Predicting Diabetes From Tracking Medical Records
Description
This dataset contains 1,168 medical records designed for predicting the onset of diabetes based on routine diagnostic measurements. Each record includes eight clinical features commonly collected during standard health screenings, along with a binary outcome variable indicating whether the patient was diagnosed with diabetes. Features: Pregnancies: Number of times the patient has been pregnant Glucose: Plasma glucose concentration from a 2-hour oral glucose tolerance test (mg/dL) BloodPressure: Diastolic blood pressure (mm Hg) SkinThickness: Triceps skinfold thickness (mm) Insulin: 2-hour serum insulin level (μU/mL) BMI: Body mass index calculated as weight in kg / (height in m)² DiabetesPedigreeFunction: A composite score reflecting the likelihood of diabetes based on family history Age: Age of the patient in years Outcome: Binary target variable (1 = diabetes diagnosed, 0 = no diabetes) The dataset comprises 771 negative cases and 397 positive cases, representing a class imbalance ratio of approximately 66:34. Patient ages range from 21 to 81 years. Some feature columns contain zero values (e.g., Glucose, BloodPressure, SkinThickness, Insulin, BMI) that likely represent missing or unrecorded measurements rather than true biological zeros; researchers should account for this during preprocessing. This dataset is well suited for supervised binary classification tasks and can be used to benchmark machine learning models such as logistic regression, decision trees, random forests, gradient boosting, support vector machines, and neural networks. It is also appropriate for educational purposes in data science and healthcare analytics curricula, including exercises in exploratory data analysis, feature engineering, handling missing values, class imbalance techniques, and model evaluation.
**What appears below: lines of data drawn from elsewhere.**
//! Synthetic gridded data for tests.
//!
//! Values follow simple formulas so that tests can check placement after
//! merging without storing expected arrays.

use std::sync::atomic::{AtomicUsize, Ordering};
use std::sync::Arc;

use grid_dataset::{
    ArrayData, ArraySource, Dataset, DatasetError, LazyArray, Variable,
};

/// Creates a test grid with predictable values.
///
/// Each cell value is calculated as: `col * 1000 + row`
///
/// # Example
///
/// ```
/// use test_utils::create_test_grid;
///
/// let grid = create_test_grid(10, 5);
/// assert_eq!(grid.len(), 50);
/// assert_eq!(grid[1], 1000.0); // col=1, row=0
/// assert_eq!(grid[10], 1.0);   // col=0, row=1
/// ```
pub fn create_test_grid(width: usize, height: usize) -> Vec<f64> {
    let mut data = Vec::with_capacity(width * height);
    for row in 0..height {
        for col in 0..width {
            data.push((col * 1000 + row) as f64);
        }
    }
    data
}

/// Creates a sea-surface-temperature-like grid in Kelvin (271K to 301K).
pub fn create_temperature_grid(width: usize, height: usize) -> Vec<f64> {
    let mut data = Vec::with_capacity(width * height);
    for row in 0..height {
        for col in 0..width {
            let x_factor = col as f64 / width.max(1) as f64;
            let y_factor = row as f64 / height.max(1) as f64;
            data.push(271.0 + x_factor * 15.0 + y_factor * 15.0);
        }
    }
    data
}

/// Evenly spaced coordinate labels.
pub fn linspace(start: f64, step: f64, count: usize) -> Vec<f64> {
    (0..count).map(|i| start + step * i as f64).collect()
}

/// A single-time-step dataset with canonical names.
///
/// `var(time, lat, lon)` holds `time * 1_000_000 + create_test_grid(lon, lat)`,
/// so every cell identifies where it came from.
pub fn daily_dataset(time: f64, lats: &[f64], lons: &[f64], var: &str) -> Dataset {
    named_dataset(("time", "lat", "lon"), time, lats, lons, var)
}

/// Same layout as [`daily_dataset`] but with provider-style axis names
/// (`Time`, `Latitude`, `Longitude`).
pub fn provider_style_dataset(time: f64, lats: &[f64], lons: &[f64], var: &str) -> Dataset {
    named_dataset(("Time", "Latitude", "Longitude"), time, lats, lons, var)
}

fn named_dataset(
    (t, y, x): (&str, &str, &str),
    time: f64,
    lats: &[f64],
    lons: &[f64],
    var: &str,
) -> Dataset {
    let mut ds = Dataset::new();
    ds.add_index_coordinate(t, vec![time]).expect("time coordinate");
    ds.add_index_coordinate(y, lats.to_vec()).expect("lat coordinate");
    ds.add_index_coordinate(x, lons.to_vec()).expect("lon coordinate");

    let values = create_test_grid(lons.len(), lats.len())
        .into_iter()
        .map(|v| time * 1_000_000.0 + v)
        .collect();
    let data = ArrayData::new(vec![1, lats.len(), lons.len()], values).expect("grid shape");
    ds.add_variable(
        Variable::data(var, &[t, y, x], LazyArray::from_data(data))
            .with_attribute("units", "K"),
    )
    .expect("data variable");
    ds
}

/// Array source that counts how often it is read.
#[derive(Debug)]
pub struct CountingArray {
    data: ArrayData,
    loads: Arc<AtomicUsize>,
}

impl CountingArray {
    pub fn new(data: ArrayData) -> (Self, Arc<AtomicUsize>) {
        let loads = Arc::new(AtomicUsize::new(0));
        (
            Self {
                data,
                loads: loads.clone(),
            },
            loads,
        )
    }
}

impl ArraySource for CountingArray {
    fn shape(&self) -> &[usize] {
        &self.data.shape
    }

    fn load(&self) -> grid_dataset::Result<ArrayData> {
        self.loads.fetch_add(1, Ordering::SeqCst);
        Ok(self.data.clone())
    }
}

/// Array source whose reads always fail.
#[derive(Debug)]
pub struct FailingArray {
    shape: Vec<usize>,
}

impl FailingArray {
    pub fn new(shape: Vec<usize>) -> Self {
        Self { shape }
    }
}

impl ArraySource for FailingArray {
    fn shape(&self) -> &[usize] {
        &self.shape
    }

    fn load(&self) -> grid_dataset::Result<ArrayData> {
        Err(DatasetError::read_failed("failing", "synthetic read failure"))
    }
}

#[cfg(test)]
mod tests {
    use super::*;

    #[test]
    fn test_create_test_grid() {
        let grid = create_test_grid(3, 2);
        assert_eq!(grid, vec![0.0, 1000.0, 2000.0, 1.0, 1001.0, 2001.0]);
    }

    #[test]
    fn test_temperature_range() {
        let grid = create_temperature_grid(10, 10);
        assert!(grid.iter().all(|&t| (271.0..=301.0).contains(&t)));
    }

    #[test]
    fn test_daily_dataset_layout() {
        let ds = daily_dataset(2.0, &[0.0, 1.0], &[10.0, 20.0, 30.0], "sst");
        assert_eq!(ds.dim_len("lon"), Some(3));
        let sst = ds.variable("sst").unwrap().load().unwrap();
        assert_eq!(sst.get(&[0, 1, 2]), Some(2_000_000.0 + 2001.0));
    }

    #[test]
    fn test_counting_array() {
        let (source, loads) = CountingArray::new(ArrayData::vector(vec![1.0]));
        let array = LazyArray::new(source);
        assert_eq!(loads.load(Ordering::SeqCst), 0);
        array.load().unwrap();
        assert_eq!(loads.load(Ordering::SeqCst), 1);
    }

    #[test]
    fn test_failing_array() {
        assert!(LazyArray::new(FailingArray::new(vec![2])).load().is_err());
    }
}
The data was prepared and exported from VertexMD, a local-first electronic health records application designed for personal medical record tracking and interoperability research.
Files
Steps to reproduce
- Records were filtered to include adult patients (age 21+) with complete or partial entries for the eight diagnostic features: Pregnancies, Glucose, BloodPressure, SkinThickness, Insulin, BMI, DiabetesPedigreeFunction, and Age. - The binary Outcome variable was assigned based on documented diabetes diagnosis status (1 = diagnosed, 0 = not diagnosed). - Data was exported from the application as a CSV file with 1,168 rows and 9 columns. - No additional cleaning or imputation was performed prior to publication; zero values in certain columns may indicate missing data and should be handled by the end user during analysis.